* _EXCERPTED DATA_

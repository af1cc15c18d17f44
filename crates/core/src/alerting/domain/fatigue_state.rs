use crate::shared::clock::Timestamp;

/// Where the subject is in an alert episode.
///
/// The episode start lives inside the alerting variants, so a relay can
/// never be engaged without an active alert.
#[derive(Clone, Copy, Debug, Default, PartialEq, Eq)]
pub enum AlertPhase {
    #[default]
    Idle,
    /// Buzzer on.
    Alerting { since: Timestamp },
    /// Buzzer and relay on.
    Escalated { since: Timestamp },
}

/// Persistent per-subject fatigue state, mutated once per processed face.
#[derive(Clone, Copy, Debug, Default, PartialEq, Eq)]
pub struct FatigueState {
    /// Consecutive frames with EAR below threshold.
    pub ear_counter: u32,
    /// Consecutive frames with MAR above threshold.
    pub mar_counter: u32,
    pub phase: AlertPhase,
}

impl FatigueState {
    pub fn new() -> Self {
        Self::default()
    }

    pub fn alert_active(&self) -> bool {
        !matches!(self.phase, AlertPhase::Idle)
    }

    pub fn escalated(&self) -> bool {
        matches!(self.phase, AlertPhase::Escalated { .. })
    }

    pub fn alert_started_at(&self) -> Option<Timestamp> {
        match self.phase {
            AlertPhase::Idle => None,
            AlertPhase::Alerting { since } | AlertPhase::Escalated { since } => Some(since),
        }
    }
}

* _WORK INSTRUCTION_
Which lines of the records above hold the word "threshold"? Copy each one out.

* _TASK OUTPUT_
    /// Consecutive frames with EAR below threshold.
    /// Consecutive frames with MAR above threshold.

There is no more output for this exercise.